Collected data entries
_ _ _ _ _ _ _

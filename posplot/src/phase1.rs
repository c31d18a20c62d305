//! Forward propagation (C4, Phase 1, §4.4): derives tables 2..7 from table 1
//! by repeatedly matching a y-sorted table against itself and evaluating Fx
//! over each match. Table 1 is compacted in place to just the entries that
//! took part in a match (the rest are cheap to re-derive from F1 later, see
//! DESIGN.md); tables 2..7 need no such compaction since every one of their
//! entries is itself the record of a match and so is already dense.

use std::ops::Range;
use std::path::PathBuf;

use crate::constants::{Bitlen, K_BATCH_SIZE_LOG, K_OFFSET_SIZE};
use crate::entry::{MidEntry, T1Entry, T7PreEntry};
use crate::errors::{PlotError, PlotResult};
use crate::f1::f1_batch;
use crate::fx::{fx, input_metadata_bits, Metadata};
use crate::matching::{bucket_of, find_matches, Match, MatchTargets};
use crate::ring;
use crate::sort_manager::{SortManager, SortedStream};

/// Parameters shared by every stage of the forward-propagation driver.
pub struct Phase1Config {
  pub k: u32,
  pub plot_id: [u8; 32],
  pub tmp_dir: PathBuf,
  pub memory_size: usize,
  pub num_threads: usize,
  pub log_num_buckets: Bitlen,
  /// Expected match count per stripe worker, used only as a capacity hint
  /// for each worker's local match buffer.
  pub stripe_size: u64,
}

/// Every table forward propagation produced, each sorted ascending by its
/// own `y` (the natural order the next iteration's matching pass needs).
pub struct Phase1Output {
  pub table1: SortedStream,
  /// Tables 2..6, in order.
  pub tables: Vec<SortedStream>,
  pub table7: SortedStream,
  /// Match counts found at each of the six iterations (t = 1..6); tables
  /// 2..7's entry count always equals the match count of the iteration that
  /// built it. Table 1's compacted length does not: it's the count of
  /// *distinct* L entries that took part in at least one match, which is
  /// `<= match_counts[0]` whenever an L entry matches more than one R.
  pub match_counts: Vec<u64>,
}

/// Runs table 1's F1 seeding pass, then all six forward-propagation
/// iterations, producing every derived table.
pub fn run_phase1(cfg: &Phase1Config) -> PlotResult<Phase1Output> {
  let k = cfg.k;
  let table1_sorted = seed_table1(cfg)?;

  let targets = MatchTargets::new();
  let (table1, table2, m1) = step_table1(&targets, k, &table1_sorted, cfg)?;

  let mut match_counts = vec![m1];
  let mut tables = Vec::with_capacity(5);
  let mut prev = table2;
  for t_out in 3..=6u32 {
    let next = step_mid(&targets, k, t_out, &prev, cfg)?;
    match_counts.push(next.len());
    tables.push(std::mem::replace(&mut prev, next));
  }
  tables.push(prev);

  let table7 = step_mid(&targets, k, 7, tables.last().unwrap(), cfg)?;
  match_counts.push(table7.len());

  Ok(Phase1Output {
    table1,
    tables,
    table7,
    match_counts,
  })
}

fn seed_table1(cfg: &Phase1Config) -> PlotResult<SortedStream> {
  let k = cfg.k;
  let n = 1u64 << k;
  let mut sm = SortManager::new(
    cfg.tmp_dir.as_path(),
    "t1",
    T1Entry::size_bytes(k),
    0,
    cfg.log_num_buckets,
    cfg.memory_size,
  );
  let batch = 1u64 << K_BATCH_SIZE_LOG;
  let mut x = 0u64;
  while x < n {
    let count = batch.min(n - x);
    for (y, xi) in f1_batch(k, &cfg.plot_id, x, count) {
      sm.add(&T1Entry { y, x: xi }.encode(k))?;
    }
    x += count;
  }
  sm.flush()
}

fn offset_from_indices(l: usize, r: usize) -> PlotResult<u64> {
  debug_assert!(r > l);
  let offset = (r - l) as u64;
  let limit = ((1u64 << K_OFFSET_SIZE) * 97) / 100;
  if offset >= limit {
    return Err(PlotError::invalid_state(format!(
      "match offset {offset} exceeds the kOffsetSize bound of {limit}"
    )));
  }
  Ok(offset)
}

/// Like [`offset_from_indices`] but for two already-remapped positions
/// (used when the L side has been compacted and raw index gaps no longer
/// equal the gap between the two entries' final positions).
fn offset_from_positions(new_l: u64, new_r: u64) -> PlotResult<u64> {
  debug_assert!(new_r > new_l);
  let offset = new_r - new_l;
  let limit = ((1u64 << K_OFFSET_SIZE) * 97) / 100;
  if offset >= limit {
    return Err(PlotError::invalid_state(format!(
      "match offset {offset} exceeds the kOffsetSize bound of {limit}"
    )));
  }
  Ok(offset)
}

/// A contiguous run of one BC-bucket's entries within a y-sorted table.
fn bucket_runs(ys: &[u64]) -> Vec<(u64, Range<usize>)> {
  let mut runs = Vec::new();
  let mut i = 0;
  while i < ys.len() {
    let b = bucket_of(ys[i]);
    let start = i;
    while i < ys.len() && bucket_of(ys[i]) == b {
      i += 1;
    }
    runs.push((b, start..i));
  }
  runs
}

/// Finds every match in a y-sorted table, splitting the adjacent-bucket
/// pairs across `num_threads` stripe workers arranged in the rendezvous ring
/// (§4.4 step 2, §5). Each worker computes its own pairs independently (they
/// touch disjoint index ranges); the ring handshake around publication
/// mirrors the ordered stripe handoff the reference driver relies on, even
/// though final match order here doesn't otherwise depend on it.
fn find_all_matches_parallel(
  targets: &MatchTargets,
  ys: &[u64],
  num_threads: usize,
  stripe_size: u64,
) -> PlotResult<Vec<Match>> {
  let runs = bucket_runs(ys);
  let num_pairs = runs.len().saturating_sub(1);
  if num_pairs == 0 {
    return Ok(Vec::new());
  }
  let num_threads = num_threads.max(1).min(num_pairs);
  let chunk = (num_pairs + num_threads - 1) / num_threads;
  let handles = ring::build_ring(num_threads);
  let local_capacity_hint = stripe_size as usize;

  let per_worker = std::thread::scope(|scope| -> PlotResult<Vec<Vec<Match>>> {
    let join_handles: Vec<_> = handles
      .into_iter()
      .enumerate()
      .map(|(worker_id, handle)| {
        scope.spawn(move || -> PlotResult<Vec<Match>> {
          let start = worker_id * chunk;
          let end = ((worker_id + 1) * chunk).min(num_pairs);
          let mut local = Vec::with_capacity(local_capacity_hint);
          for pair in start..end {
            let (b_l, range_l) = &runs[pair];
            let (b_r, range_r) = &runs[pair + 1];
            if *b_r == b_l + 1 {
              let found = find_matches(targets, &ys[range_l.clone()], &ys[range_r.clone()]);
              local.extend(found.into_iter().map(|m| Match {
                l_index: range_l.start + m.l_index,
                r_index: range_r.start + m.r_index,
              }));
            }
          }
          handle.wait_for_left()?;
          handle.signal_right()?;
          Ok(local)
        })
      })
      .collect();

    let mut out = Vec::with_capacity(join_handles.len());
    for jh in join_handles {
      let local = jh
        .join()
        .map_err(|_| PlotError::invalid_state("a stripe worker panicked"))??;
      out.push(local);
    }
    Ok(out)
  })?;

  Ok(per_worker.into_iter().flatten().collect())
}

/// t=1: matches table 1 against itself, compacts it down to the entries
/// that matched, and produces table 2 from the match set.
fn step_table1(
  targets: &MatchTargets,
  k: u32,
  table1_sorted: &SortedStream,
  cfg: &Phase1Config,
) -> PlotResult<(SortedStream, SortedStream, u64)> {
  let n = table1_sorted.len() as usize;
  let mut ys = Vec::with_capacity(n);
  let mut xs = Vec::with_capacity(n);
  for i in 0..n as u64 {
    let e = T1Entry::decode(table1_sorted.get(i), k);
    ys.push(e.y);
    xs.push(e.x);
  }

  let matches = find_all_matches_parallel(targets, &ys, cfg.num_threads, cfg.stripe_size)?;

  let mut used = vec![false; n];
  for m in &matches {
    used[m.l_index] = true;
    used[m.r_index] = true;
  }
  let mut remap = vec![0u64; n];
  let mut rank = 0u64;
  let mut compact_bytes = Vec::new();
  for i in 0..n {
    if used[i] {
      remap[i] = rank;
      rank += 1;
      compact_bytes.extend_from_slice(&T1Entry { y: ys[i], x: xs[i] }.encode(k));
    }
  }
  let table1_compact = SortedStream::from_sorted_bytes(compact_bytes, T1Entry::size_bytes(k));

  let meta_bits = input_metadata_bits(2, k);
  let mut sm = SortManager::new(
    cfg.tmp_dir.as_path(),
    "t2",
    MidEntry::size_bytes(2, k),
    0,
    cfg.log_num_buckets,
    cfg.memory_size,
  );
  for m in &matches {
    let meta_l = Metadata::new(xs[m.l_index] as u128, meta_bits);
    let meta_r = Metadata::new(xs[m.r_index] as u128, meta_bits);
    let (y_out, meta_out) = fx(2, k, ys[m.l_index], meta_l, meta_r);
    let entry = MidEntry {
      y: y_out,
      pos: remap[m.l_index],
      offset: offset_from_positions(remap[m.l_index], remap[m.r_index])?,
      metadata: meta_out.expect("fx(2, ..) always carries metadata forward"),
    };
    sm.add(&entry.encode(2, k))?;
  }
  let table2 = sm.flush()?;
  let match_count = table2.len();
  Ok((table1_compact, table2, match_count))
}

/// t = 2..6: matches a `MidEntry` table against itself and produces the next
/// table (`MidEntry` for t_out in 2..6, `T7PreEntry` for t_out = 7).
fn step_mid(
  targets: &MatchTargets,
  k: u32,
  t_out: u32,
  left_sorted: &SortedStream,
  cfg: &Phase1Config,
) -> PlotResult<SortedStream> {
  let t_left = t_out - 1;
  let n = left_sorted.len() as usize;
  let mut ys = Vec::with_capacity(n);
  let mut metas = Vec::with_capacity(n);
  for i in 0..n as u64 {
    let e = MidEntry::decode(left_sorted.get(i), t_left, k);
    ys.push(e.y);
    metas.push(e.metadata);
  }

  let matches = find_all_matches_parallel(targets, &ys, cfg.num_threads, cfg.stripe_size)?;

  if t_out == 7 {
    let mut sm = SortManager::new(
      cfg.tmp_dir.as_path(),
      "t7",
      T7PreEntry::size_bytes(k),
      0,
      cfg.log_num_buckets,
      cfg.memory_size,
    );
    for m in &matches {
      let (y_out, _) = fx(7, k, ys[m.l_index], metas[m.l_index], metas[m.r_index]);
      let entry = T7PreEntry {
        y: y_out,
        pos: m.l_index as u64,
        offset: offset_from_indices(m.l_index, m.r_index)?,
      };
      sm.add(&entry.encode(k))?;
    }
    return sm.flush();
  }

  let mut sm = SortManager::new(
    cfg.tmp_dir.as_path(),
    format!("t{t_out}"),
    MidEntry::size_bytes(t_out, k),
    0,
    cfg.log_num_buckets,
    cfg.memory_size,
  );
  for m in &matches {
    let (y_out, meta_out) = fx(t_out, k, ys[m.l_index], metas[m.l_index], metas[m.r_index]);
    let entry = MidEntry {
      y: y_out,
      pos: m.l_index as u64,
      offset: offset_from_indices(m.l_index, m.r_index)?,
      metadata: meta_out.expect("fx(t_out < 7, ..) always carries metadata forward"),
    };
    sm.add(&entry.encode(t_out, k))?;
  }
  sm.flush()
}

_ _ _ _ _ _ _

# Problem
An exact copy of the lines above, from the one containing "splitting the adjacent-bucket" down to the one containing "let num_threads = num_threads.max(1).min(num_pairs);" and including both, is the whole answer; retype it and nothing else.

# Reply
/// Finds every match in a y-sorted table, splitting the adjacent-bucket
/// pairs across `num_threads` stripe workers arranged in the rendezvous ring
/// (§4.4 step 2, §5). Each worker computes its own pairs independently (they
/// touch disjoint index ranges); the ring handshake around publication
/// mirrors the ordered stripe handoff the reference driver relies on, even
/// though final match order here doesn't otherwise depend on it.
fn find_all_matches_parallel(
  targets: &MatchTargets,
  ys: &[u64],
  num_threads: usize,
  stripe_size: u64,
) -> PlotResult<Vec<Match>> {
  let runs = bucket_runs(ys);
  let num_pairs = runs.len().saturating_sub(1);
  if num_pairs == 0 {
    return Ok(Vec::new());
  }
  let num_threads = num_threads.max(1).min(num_pairs);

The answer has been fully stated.